- **Work request**
Across the entries that follow, count the lines with the string "insert" and reply with that count alone.

- **Supplied records**
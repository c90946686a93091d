use super::{identity, list, number, resolve, text, DataSource, FeedSource, UnifiedEntity};
use crate::keys::{normalize_token_id, CacheKey};
use chrono::{DateTime, Utc};
use serde::{Deserialize, Serialize};

/// One point of a price chart.
#[derive(Clone, Debug, PartialEq, Serialize, Deserialize)]
pub struct PricePoint {
    /// Unix milliseconds.
    pub timestamp: i64,
    pub price: f64,
}

/// Canonical cached record for one token.
#[derive(Clone, Debug, PartialEq, Serialize, Deserialize)]
#[serde(rename_all = "camelCase")]
pub struct UnifiedTokenData {
    pub id: String,
    pub symbol: String,
    pub name: String,

    #[serde(default, skip_serializing_if = "Option::is_none")]
    pub price: Option<f64>,
    #[serde(default, skip_serializing_if = "Option::is_none")]
    pub market_cap: Option<f64>,
    #[serde(default, skip_serializing_if = "Option::is_none")]
    pub market_cap_rank: Option<u32>,
    #[serde(default, skip_serializing_if = "Option::is_none")]
    pub volume_24h: Option<f64>,
    #[serde(default, skip_serializing_if = "Option::is_none")]
    pub change_24h: Option<f64>,
    #[serde(default, skip_serializing_if = "Option::is_none")]
    pub change_7d: Option<f64>,

    #[serde(default, skip_serializing_if = "Option::is_none")]
    pub sparkline_7d: Option<Vec<PricePoint>>,

    #[serde(default, skip_serializing_if = "Option::is_none")]
    pub address: Option<String>,
    #[serde(default, skip_serializing_if = "Option::is_none")]
    pub description: Option<String>,
    #[serde(default, skip_serializing_if = "Option::is_none")]
    pub website: Option<String>,
    #[serde(default, skip_serializing_if = "Option::is_none")]
    pub twitter: Option<String>,
    #[serde(default, skip_serializing_if = "Option::is_none")]
    pub logo: Option<String>,

    pub data_source: DataSource,
    pub last_updated: DateTime<Utc>,
}

/// Partial token data as delivered by one feed. Only `id` is required.
#[derive(Clone, Debug, Default, PartialEq, Serialize, Deserialize)]
pub struct TokenUpdate {
    pub id: String,
    pub symbol: Option<String>,
    pub name: Option<String>,
    pub price: Option<f64>,
    pub market_cap: Option<f64>,
    pub market_cap_rank: Option<u32>,
    pub volume_24h: Option<f64>,
    pub change_24h: Option<f64>,
    pub change_7d: Option<f64>,
    pub sparkline_7d: Option<Vec<PricePoint>>,
    pub address: Option<String>,
    pub description: Option<String>,
    pub website: Option<String>,
    pub twitter: Option<String>,
    pub logo: Option<String>,
}

impl TokenUpdate {
    pub fn new(id: impl Into<String>) -> Self {
        Self {
            id: id.into(),
            ..Self::default()
        }
    }
}

impl UnifiedEntity for UnifiedTokenData {
    type Update = TokenUpdate;

    const KIND: &'static str = "token";

    fn cache_key(id: &str) -> CacheKey {
        CacheKey::token(id)
    }

    fn update_id(update: &TokenUpdate) -> &str {
        &update.id
    }

    fn pin_update(update: &mut TokenUpdate, id: &str) {
        update.id = id.to_string();
    }

    fn merge(
        existing: Option<Self>,
        incoming: TokenUpdate,
        source: FeedSource,
        now: DateTime<Utc>,
    ) -> Self {
        const METRICS: FeedSource = FeedSource::List;
        const RICH: FeedSource = FeedSource::Overview;

        let (id, symbol, name, data_source, base) = match existing {
            Some(record) => (
                record.id.clone(),
                identity(
                    record.symbol.clone(),
                    "",
                    incoming.symbol.clone().map(|s| s.to_uppercase()),
                ),
                identity(record.name.clone(), &record.id, incoming.name.clone()),
                record.data_source.absorb(source),
                Some(record),
            ),
            None => {
                let id = normalize_token_id(&incoming.id);
                let symbol = text(incoming.symbol.clone())
                    .map(|s| s.to_uppercase())
                    .unwrap_or_default();
                let name = text(incoming.name.clone()).unwrap_or_else(|| id.clone());
                (id, symbol, name, source.into(), None)
            }
        };

        // Split the previous record into owned parts so each field can move
        let prev = base.map(TokenFields::from).unwrap_or_default();

        Self {
            id,
            symbol,
            name,
            price: resolve(METRICS, source, number(incoming.price), prev.price),
            market_cap: resolve(METRICS, source, number(incoming.market_cap), prev.market_cap),
            market_cap_rank: resolve(
                METRICS,
                source,
                incoming.market_cap_rank,
                prev.market_cap_rank,
            ),
            volume_24h: resolve(METRICS, source, number(incoming.volume_24h), prev.volume_24h),
            change_24h: resolve(METRICS, source, number(incoming.change_24h), prev.change_24h),
            change_7d: resolve(METRICS, source, number(incoming.change_7d), prev.change_7d),
            sparkline_7d: resolve(RICH, source, list(incoming.sparkline_7d), prev.sparkline_7d),
            address: resolve(
                RICH,
                source,
                text(incoming.address).map(|a| normalize_token_id(&a)),
                prev.address,
            ),
            description: resolve(RICH, source, text(incoming.description), prev.description),
            website: resolve(RICH, source, text(incoming.website), prev.website),
            twitter: resolve(RICH, source, text(incoming.twitter), prev.twitter),
            logo: resolve(RICH, source, text(incoming.logo), prev.logo),
            data_source,
            last_updated: now,
        }
    }

    fn data_source(&self) -> DataSource {
        self.data_source
    }

    fn key(&self) -> CacheKey {
        CacheKey::token(&self.id)
    }
}

#[derive(Default)]
struct TokenFields {
    price: Option<f64>,
    market_cap: Option<f64>,
    market_cap_rank: Option<u32>,
    volume_24h: Option<f64>,
    change_24h: Option<f64>,
    change_7d: Option<f64>,
    sparkline_7d: Option<Vec<PricePoint>>,
    address: Option<String>,
    description: Option<String>,
    website: Option<String>,
    twitter: Option<String>,
    logo: Option<String>,
}

impl From<UnifiedTokenData> for TokenFields {
    fn from(record: UnifiedTokenData) -> Self {
        Self {
            price: record.price,
            market_cap: record.market_cap,
            market_cap_rank: record.market_cap_rank,
            volume_24h: record.volume_24h,
            change_24h: record.change_24h,
            change_7d: record.change_7d,
            sparkline_7d: record.sparkline_7d,
            address: record.address,
            description: record.description,
            website: record.website,
            twitter: record.twitter,
            logo: record.logo,
        }
    }
}
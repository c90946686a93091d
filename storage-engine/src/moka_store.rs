use async_trait::async_trait;
use marketcache::ports::{KvStore, StoreEntry};
use moka::Expiry;
use moka::future::Cache;
use serde_json::Value;
use shared::{Result, TtlSecs};
use std::fmt::Debug;
use std::time::{Duration, Instant};

#[derive(Clone)]
struct StoredValue {
    value: Value,
    ttl: Duration,
}

/// Expires every entry after the TTL it was written with.
struct PerEntryTtl;

impl Expiry<String, StoredValue> for PerEntryTtl {
    fn expire_after_create(
        &self,
        _key: &String,
        value: &StoredValue,
        _created_at: Instant,
    ) -> Option<Duration> {
        Some(value.ttl)
    }

    // An overwrite restarts the clock with the new entry's TTL
    fn expire_after_update(
        &self,
        _key: &String,
        value: &StoredValue,
        _updated_at: Instant,
        _duration_until_expiry: Option<Duration>,
    ) -> Option<Duration> {
        Some(value.ttl)
    }
}

/// Moka-based in-process store with per-entry TTL.
/// Bounded by entry count; the least useful entries are evicted first.
pub struct MokaKvStore {
    cache: Cache<String, StoredValue>,
}

impl MokaKvStore {
    pub fn new(name: &str, max_entries: u64) -> Self {
        let cache = Cache::builder()
            .name(name)
            .max_capacity(max_entries)
            .expire_after(PerEntryTtl)
            .build();

        Self { cache }
    }

    async fn insert(&self, key: String, value: Value, ttl: TtlSecs) {
        let stored = StoredValue {
            value,
            ttl: ttl.as_duration(),
        };
        self.cache.insert(key, stored).await;
    }
}

#[async_trait]
impl KvStore for MokaKvStore {
    async fn get(&self, key: &str) -> Result<Option<Value>> {
        // Expired entries read as absent even before they are evicted
        Ok(self.cache.get(key).await.map(|stored| stored.value))
    }

    async fn set(&self, key: &str, value: Value, ttl: TtlSecs) -> Result<()> {
        self.insert(key.to_string(), value, ttl).await;
        Ok(())
    }

    async fn mget(&self, keys: &[String]) -> Result<Vec<Option<Value>>> {
        let mut values = Vec::with_capacity(keys.len());
        for key in keys {
            values.push(self.cache.get(key).await.map(|stored| stored.value));
        }
        Ok(values)
    }

    async fn mset(&self, entries: Vec<StoreEntry>) -> Result<bool> {
        for entry in entries {
            self.insert(entry.key, entry.value, entry.ttl).await;
        }
        Ok(true)
    }

    async fn del(&self, key: &str) -> Result<bool> {
        Ok(self.cache.remove(key).await.is_some())
    }
}

impl Debug for MokaKvStore {
    fn fmt(&self, f: &mut std::fmt::Formatter<'_>) -> std::fmt::Result {
        f.debug_struct("MokaKvStore")
            .field("entry_count", &self.cache.entry_count())
            .field("weighted_size", &self.cache.weighted_size())
            .finish()
    }
}

#[cfg(test)]
mod tests {
    use super::*;
    use serde_json::json;
    use tokio::time::sleep;

    fn ttl(secs: u64) -> TtlSecs {
        TtlSecs::new(secs).unwrap()
    }

    #[tokio::test]
    async fn test_moka_store_set_and_get() {
        let store = MokaKvStore::new("test", 100);

        store
            .set("defi:protocol:aave", json!({ "tvl": 1.5 }), ttl(60))
            .await
            .unwrap();

        let value = store.get("defi:protocol:aave").await.unwrap();
        assert_eq!(value, Some(json!({ "tvl": 1.5 })));
        assert_eq!(store.get("defi:protocol:lido").await.unwrap(), None);
    }

    #[tokio::test]
    async fn test_moka_store_delete() {
        let store = MokaKvStore::new("test", 100);
        store.set("key", json!(1), ttl(60)).await.unwrap();

        assert!(store.del("key").await.unwrap());
        assert!(!store.del("key").await.unwrap());
        assert_eq!(store.get("key").await.unwrap(), None);
    }

    #[tokio::test]
    async fn test_moka_store_overwrite() {
        let store = MokaKvStore::new("test", 100);

        store.set("key", json!("value1"), ttl(60)).await.unwrap();
        store.set("key", json!("value2"), ttl(60)).await.unwrap();

        assert_eq!(store.get("key").await.unwrap(), Some(json!("value2")));
    }

    #[tokio::test]
    async fn test_moka_store_entries_expire_with_their_own_ttl() {
        let store = MokaKvStore::new("test", 100);

        store.set("short", json!(1), ttl(1)).await.unwrap();
        store.set("long", json!(2), ttl(60)).await.unwrap();

        sleep(Duration::from_millis(1200)).await;

        assert_eq!(store.get("short").await.unwrap(), None);
        assert_eq!(store.get("long").await.unwrap(), Some(json!(2)));
    }

    #[tokio::test]
    async fn test_moka_store_mget_is_positional() {
        let store = MokaKvStore::new("test", 100);
        store
            .mset(vec![
                StoreEntry::new("a", json!("A"), ttl(60)),
                StoreEntry::new("c", json!("C"), ttl(60)),
            ])
            .await
            .unwrap();

        let keys = vec!["c".to_string(), "b".to_string(), "a".to_string()];
        let values = store.mget(&keys).await.unwrap();

        assert_eq!(values, vec![Some(json!("C")), None, Some(json!("A"))]);
    }

    #[tokio::test]
    async fn test_moka_store_bounded() {
        let store = MokaKvStore::new("test", 2);

        for key in ["key1", "key2", "key3"] {
            store.set(key, json!(key), ttl(60)).await.unwrap();
        }

        // Let pending maintenance apply the eviction
        store.cache.run_pending_tasks().await;

        let entry_count = store.cache.entry_count();
        assert!(entry_count <= 2, "Store should hold at most 2 entries");
    }
}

- **Result**
4